Daniel J. Hageman, Shuying Wu, Sharon Kilbreath, Stanley G. Rockson, Chun Wang and Melissa L. Knothe Tate. Trends in Biotechnology, May 2018, Vol.36, No. 5

Main findings

• Recent studies indicate a lack of consistency in these gradients and thereby provide a key focus for improvement in garment design. Also, the effects of compression garments on flow pathways, the associated resistances, and longer-term effects on lymphatic function need to be determined.
• Few published clinical studies have addressed design specifications of sleeves or validation of pressure delivery promised by sleeve manufacturers. No current standardization for compression garments exists, and numerous variables influence the effective pressures.
• Without such a comparison, consistency in sleeve use, as well as the resulting benefits of compression therapy treatment, cannot be achieved.
• Looking forward, the development of a spatially and temporally appropriate pressure profile for a compression sleeve depends on three variables: (i) garment characteristics such as mechanical and material properties; (ii) patient characteristics such as limb morphology and application technique; and (iii) the method by which the pressure at the skin–sleeve interface is measured.
• Once complete profiles of commercial compression sleeves and their respective pressure gradients become available, together with increasing ease and availability of rapid manufacturing methods, the opportunity to design bespoke mechanical and material properties for individual patients will become a reality.

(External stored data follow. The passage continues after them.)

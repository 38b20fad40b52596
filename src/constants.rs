pub const MINIMUM_QUALITY: u8 = 1;
pub const MAXIMUM_QUALITY: u8 = 100;
pub const DEFAULT_QUALITY: u8 = 85;

pub const DEFAULT_DECOMPOSITION_LEVELS: u8 = 5;
// ISO/IEC 15444-1, A.6.1: SPcod decomposition levels range is 0..=32.
pub const MAXIMUM_DECOMPOSITION_LEVELS: u8 = 32;

pub const DEFAULT_LAYER_COUNT: u16 = 1;

// Upper bound on the samples of all components together; keeps a corrupt
// SIZ from requesting buffers that cannot be allocated.
pub const MAXIMUM_IMAGE_SAMPLES: u64 = 1 << 28;

pub const MINIMUM_COMPONENT_COUNT: usize = 1;
// Csiz upper bound, ISO/IEC 15444-1, table A.9.
pub const MAXIMUM_COMPONENT_COUNT: usize = 16384;

pub const MINIMUM_BITS_PER_SAMPLE: u8 = 1;
// Encoder input is one byte per sample.
pub const MAXIMUM_ENCODE_BITS_PER_SAMPLE: u8 = 8;
pub const MAXIMUM_BITS_PER_SAMPLE: u8 = 38;

// Code-block dimensions are 2^xcb with xcb in 2..=10 and xcb + ycb <= 12.
pub const DEFAULT_CODEBLOCK_EXPONENT: u8 = 6;
pub const MINIMUM_CODEBLOCK_EXPONENT: u8 = 2;
pub const MAXIMUM_CODEBLOCK_EXPONENT: u8 = 10;
pub const MAXIMUM_CODEBLOCK_EXPONENT_SUM: u8 = 12;

pub const DEFAULT_GUARD_BITS: u8 = 2;
pub const MAXIMUM_GUARD_BITS: u8 = 7;

// Table B.4 caps the signalled number of coding passes at 164.
pub const MAXIMUM_CODING_PASSES: u32 = 164;

// Initial value of the per code-block length indicator (B.10.7.1).
pub const INITIAL_LBLOCK: u32 = 3;

// Size of the SOP marker segment including the marker itself.
pub const SOP_SEGMENT_SIZE: usize = 6;

// Length of the fixed part of SIZ without the per-component fields.
pub const SIZ_FIXED_LENGTH: u16 = 38;
pub const SOT_SEGMENT_LENGTH: u16 = 10;

pub const JP2_SIGNATURE: [u8; 12] = [
    0x00, 0x00, 0x00, 0x0C, 0x6A, 0x50, 0x20, 0x20, 0x0D, 0x0A, 0x87, 0x0A,
];
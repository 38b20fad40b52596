//! JPEG 2000 Part 1 (ISO/IEC 15444-1)
//!
//! The codec is split along the stages of the standard:
//!
//! - `parser` / `writer`: codestream syntax (main header, tile-parts).
//! - `jp2`: the JP2 box structure around a codestream.
//! - `image`: reference grid, tiles, tile-components and subband geometry.
//! - `codeblock`: subbands, their code-block partition and code-block buffers.
//! - `packet`: tier-2 packet headers and bodies.
//! - `progression`: packet ordering.
//! - `tag_tree`: tag trees used in packet headers.
//! - `bit_io`: bit-level access with marker stuffing.
//! - `mq_coder`: the MQ arithmetic coder.
//! - `bit_plane_coder`: EBCOT tier-1 context modelling and coding passes.
//! - `dwt`: 5/3 and 9/7 wavelet transforms.
//! - `quantization`: scalar dead-zone quantization.
//! - `mct`: reversible and irreversible colour transforms.
//! - `encoder` / `decoder`: the full pipelines.

pub mod bit_io;
pub mod bit_plane_coder;
pub mod codeblock;
pub mod decoder;
pub mod dwt;
pub mod encoder;
pub mod image;
pub mod jp2;
pub mod mct;
pub mod mq_coder;
pub mod packet;
pub mod parser;
pub mod progression;
pub mod quantization;
pub mod tag_tree;
pub mod writer;
//! Image, tile and subband geometry (ISO/IEC 15444-1 Annex B).
//!
//! All extents are half-open rectangles on the canvas of the quantity they
//! describe: the reference grid for images and tiles, the component grid for
//! tile-components, and the band's own grid for subbands.

use crate::constants::MAXIMUM_IMAGE_SAMPLES;
use crate::error::J2kError;
use num_enum::{IntoPrimitive, TryFromPrimitive};

/// Orientation of a wavelet subband.
#[derive(Debug, Clone, Copy, PartialEq, Eq, Default, Hash, TryFromPrimitive, IntoPrimitive)]
#[repr(u8)]
pub enum SubbandOrientation {
    #[default]
    /// Low-Low (base image)
    LL = 0,
    /// High-Low (horizontal high-pass, vertical edges)
    HL = 1,
    /// Low-High (vertical high-pass, horizontal edges)
    LH = 2,
    /// High-High (diagonal details)
    HH = 3,
}

impl SubbandOrientation {
    pub const ALL: [SubbandOrientation; 4] = [Self::LL, Self::HL, Self::LH, Self::HH];
    pub const DETAIL: [SubbandOrientation; 3] = [Self::HL, Self::LH, Self::HH];

    /// `(xo_b, yo_b)` from equation B-15.
    pub fn offsets(self) -> (u32, u32) {
        match self {
            Self::LL => (0, 0),
            Self::HL => (1, 0),
            Self::LH => (0, 1),
            Self::HH => (1, 1),
        }
    }

    /// Bands coded in a packet of the given resolution, in packet order.
    pub fn for_resolution(resolution: u8) -> &'static [SubbandOrientation] {
        if resolution == 0 {
            &Self::ALL[..1]
        } else {
            &Self::DETAIL
        }
    }
}

#[derive(Debug, Clone, Copy, PartialEq, Eq, Default)]
pub struct Rect {
    pub x0: u32,
    pub y0: u32,
    pub x1: u32,
    pub y1: u32,
}

impl Rect {
    pub fn new(x0: u32, y0: u32, x1: u32, y1: u32) -> Self {
        Self { x0, y0, x1, y1 }
    }

    pub fn width(&self) -> u32 {
        self.x1.saturating_sub(self.x0)
    }

    pub fn height(&self) -> u32 {
        self.y1.saturating_sub(self.y0)
    }

    pub fn area(&self) -> usize {
        self.width() as usize * self.height() as usize
    }

    pub fn is_empty(&self) -> bool {
        self.width() == 0 || self.height() == 0
    }

    /// Component-grid extent of a reference-grid rectangle (B-12).
    pub fn subsampled(&self, dx: u32, dy: u32) -> Rect {
        Rect {
            x0: self.x0.div_ceil(dx),
            y0: self.y0.div_ceil(dy),
            x1: self.x1.div_ceil(dx),
            y1: self.y1.div_ceil(dy),
        }
    }
}

/// Metadata for a single component from the SIZ marker.
#[derive(Debug, Clone, Copy, PartialEq, Eq)]
pub struct ComponentInfo {
    /// Bit depth (1..=38).
    pub precision: u8,
    pub is_signed: bool,
    /// Horizontal subsampling factor
    pub dx: u8,
    /// Vertical subsampling factor
    pub dy: u8,
}

impl Default for ComponentInfo {
    fn default() -> Self {
        Self {
            precision: 8,
            is_signed: false,
            dx: 1,
            dy: 1,
        }
    }
}

/// Image-level description from SIZ. Borrowed by every later stage.
#[derive(Debug, Clone, PartialEq, Eq, Default)]
pub struct Frame {
    /// Xsiz: right edge of the image area on the reference grid.
    pub width: u32,
    /// Ysiz: bottom edge of the image area on the reference grid.
    pub height: u32,
    pub x_origin: u32,
    pub y_origin: u32,
    pub tile_width: u32,
    pub tile_height: u32,
    pub tile_x_origin: u32,
    pub tile_y_origin: u32,
    pub components: Vec<ComponentInfo>,
}

impl Frame {
    /// A frame anchored at the origin with a regular tile grid.
    pub fn new(
        width: u32,
        height: u32,
        tile_width: u32,
        tile_height: u32,
        components: Vec<ComponentInfo>,
    ) -> Self {
        Self {
            width,
            height,
            x_origin: 0,
            y_origin: 0,
            tile_width,
            tile_height,
            tile_x_origin: 0,
            tile_y_origin: 0,
            components,
        }
    }

    pub fn component_count(&self) -> usize {
        self.components.len()
    }

    pub fn image_rect(&self) -> Rect {
        Rect::new(self.x_origin, self.y_origin, self.width, self.height)
    }

    pub fn num_tiles_x(&self) -> u32 {
        (self.width - self.tile_x_origin).div_ceil(self.tile_width)
    }

    pub fn num_tiles_y(&self) -> u32 {
        (self.height - self.tile_y_origin).div_ceil(self.tile_height)
    }

    pub fn tile_count(&self) -> usize {
        self.num_tiles_x() as usize * self.num_tiles_y() as usize
    }

    /// Checks the SIZ constraints (A.5.1) that the geometry code relies on.
    pub fn validate(&self) -> Result<(), J2kError> {
        let image = self.image_rect();
        if image.is_empty()
            || self.tile_width == 0
            || self.tile_height == 0
            || self.tile_x_origin > self.x_origin
            || self.tile_y_origin > self.y_origin
            || self.tile_x_origin as u64 + self.tile_width as u64 <= self.x_origin as u64
            || self.tile_y_origin as u64 + self.tile_height as u64 <= self.y_origin as u64
            || self.components.is_empty()
        {
            return Err(J2kError::InvalidGeometry);
        }
        if self
            .components
            .iter()
            .any(|c| c.dx == 0 || c.dy == 0 || c.precision == 0)
        {
            return Err(J2kError::InvalidGeometry);
        }
        if self.tile_count() > u16::MAX as usize {
            return Err(J2kError::InvalidGeometry);
        }
        let mut samples = 0u64;
        for component in 0..self.component_count() {
            let rect = self.component_rect(component).ok_or(J2kError::InvalidGeometry)?;
            samples = (rect.width() as u64)
                .checked_mul(rect.height() as u64)
                .and_then(|area| samples.checked_add(area))
                .filter(|&total| total <= MAXIMUM_IMAGE_SAMPLES)
                .ok_or(J2kError::InvalidGeometry)?;
        }
        Ok(())
    }

    /// Reference-grid extent of tile `index` (B-7).
    pub fn tile_rect(&self, index: usize) -> Option<Rect> {
        if index >= self.tile_count() {
            return None;
        }
        let p = index as u32 % self.num_tiles_x();
        let q = index as u32 / self.num_tiles_x();
        let tx0 = self.tile_x_origin + p * self.tile_width;
        let ty0 = self.tile_y_origin + q * self.tile_height;
        Some(Rect {
            x0: tx0.max(self.x_origin),
            y0: ty0.max(self.y_origin),
            x1: tx0.saturating_add(self.tile_width).min(self.width),
            y1: ty0.saturating_add(self.tile_height).min(self.height),
        })
    }

    /// Component-grid extent of a tile-component.
    pub fn tile_component_rect(&self, tile: usize, component: usize) -> Option<Rect> {
        let info = self.components.get(component)?;
        Some(self.tile_rect(tile)?.subsampled(info.dx as u32, info.dy as u32))
    }

    /// Component-grid extent of a whole component.
    pub fn component_rect(&self, component: usize) -> Option<Rect> {
        let info = self.components.get(component)?;
        Some(self.image_rect().subsampled(info.dx as u32, info.dy as u32))
    }
}

fn ceil_div_pow2(value: i64, shift: u32) -> i64 {
    let d = 1i64 << shift;
    (value + d - 1).div_euclid(d)
}

/// Extent of resolution `resolution` of a tile-component decomposed
/// `levels` times (B-14).
pub fn resolution_rect(tc: Rect, levels: u8, resolution: u8) -> Rect {
    let shift = (levels - resolution) as u32;
    Rect {
        x0: ceil_div_pow2(tc.x0 as i64, shift) as u32,
        y0: ceil_div_pow2(tc.y0 as i64, shift) as u32,
        x1: ceil_div_pow2(tc.x1 as i64, shift) as u32,
        y1: ceil_div_pow2(tc.y1 as i64, shift) as u32,
    }
}

/// Extent of a subband on its own grid (B-15). Resolution 0 holds only LL;
/// every other resolution holds HL, LH and HH.
pub fn subband_rect(tc: Rect, levels: u8, resolution: u8, band: SubbandOrientation) -> Rect {
    if resolution == 0 {
        return resolution_rect(tc, levels, 0);
    }
    let nb = (levels - resolution + 1) as u32;
    let (xo, yo) = band.offsets();
    let half = 1i64 << (nb - 1);
    let edge = |v: u32, o: u32| ceil_div_pow2(v as i64 - half * o as i64, nb).max(0) as u32;
    Rect {
        x0: edge(tc.x0, xo),
        y0: edge(tc.y0, yo),
        x1: edge(tc.x1, xo),
        y1: edge(tc.y1, yo),
    }
}

/// Position of a subband inside the in-place wavelet buffer of its
/// tile-component: high-pass bands sit after the low-pass half of the
/// resolution they refine.
pub fn subband_buffer_offset(
    tc: Rect,
    levels: u8,
    resolution: u8,
    band: SubbandOrientation,
) -> (usize, usize) {
    if resolution == 0 {
        return (0, 0);
    }
    let low = resolution_rect(tc, levels, resolution - 1);
    let (xo, yo) = band.offsets();
    (
        (xo * low.width()) as usize,
        (yo * low.height()) as usize,
    )
}

/// Linear index of `(resolution, band)` in a flat per-tile-component subband
/// arena ordered LL, then HL/LH/HH of each resolution.
pub fn subband_index(resolution: u8, band: SubbandOrientation) -> usize {
    if resolution == 0 {
        0
    } else {
        1 + 3 * (resolution as usize - 1) + (band as usize - 1)
    }
}

pub fn subband_count(levels: u8) -> usize {
    1 + 3 * levels as usize
}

• Regardless of materials and garment specifications, for any given size and class of compression garment, pressure profiles delivered at the interface of the garment and the lymphedematous limb depend highly on individual patient characteristics, from the size and geometry to the degree and spatial distribution of edema.
• Modern rapid manufacturing methods lend themselves to the development of bespoke garments, which will then necessitate the concomitant development of real-time, spatially- and temporally-resolved pressure measurements.
• While a gold standard for the future would fully integrate garment and sensing functions, current standards of pressure measurement typically rely on individual probes to measure pressure at a specific point of contact. Therefore, the characterization of pressure distribution, through measurement at a variety of discrete locations along the limb, is limited in resolution and overall pressure profile accuracy. Since the majority of manufactured compression garments apply a gradient of pressure, promoting fluid flow in a specific direction, it is important to investigate other methods or technologies for which one can measure and characterize the pressure profiles of BCRL compression sleeves.
• Volume increases vary in different areas of the arm depending on the regional tissue characteristics. With size and morphology as significant factors to consider when conducting compression garment measurements, one must also consider the position of the limb when a measurement is performed, as this too has been shown to affect the morphology of the limb, the deformation of the compression garment, and overall pressure balance.
• Flexible membranes with an array of pressure sensors would lend themselves well to the evaluation of BCRL compression sleeves [59]. The spatial resolution offered by such sensors, combined with the capacity for direct measurement at the interface between the patient’s skin and the compression sleeve, could offer useful insight into the pressures delivered to the affected limb. This in turn would lend itself to the optimization of compression therapy protocols to maximize the efficacy of volume reduction.
• Such a sensor should be able to be embedded onto compression garments or intertwined as part of the fabric enabling conformation to the body contour. Unfortunately, no such commercial pressure sensors can fully comply with these requirements.
• The integration of sensors into garment studies would have benefits far beyond the accurate design of consistent garment fits. Such quantitative characterization will provide insight into the robustness of compression garments in the context of the evolution of mechanical properties and/or limb volume over time as well as product lifespans for effective function of garments for individual patients. This will in turn lead to practical insights regarding how often garments need to be replaced due to material fatigue or changes in the patient’s limb volume over time. There is limited understanding in the field with regard to the necessary tolerances for a garment to be effective as well as the change in said tolerances over time due to regular patient use.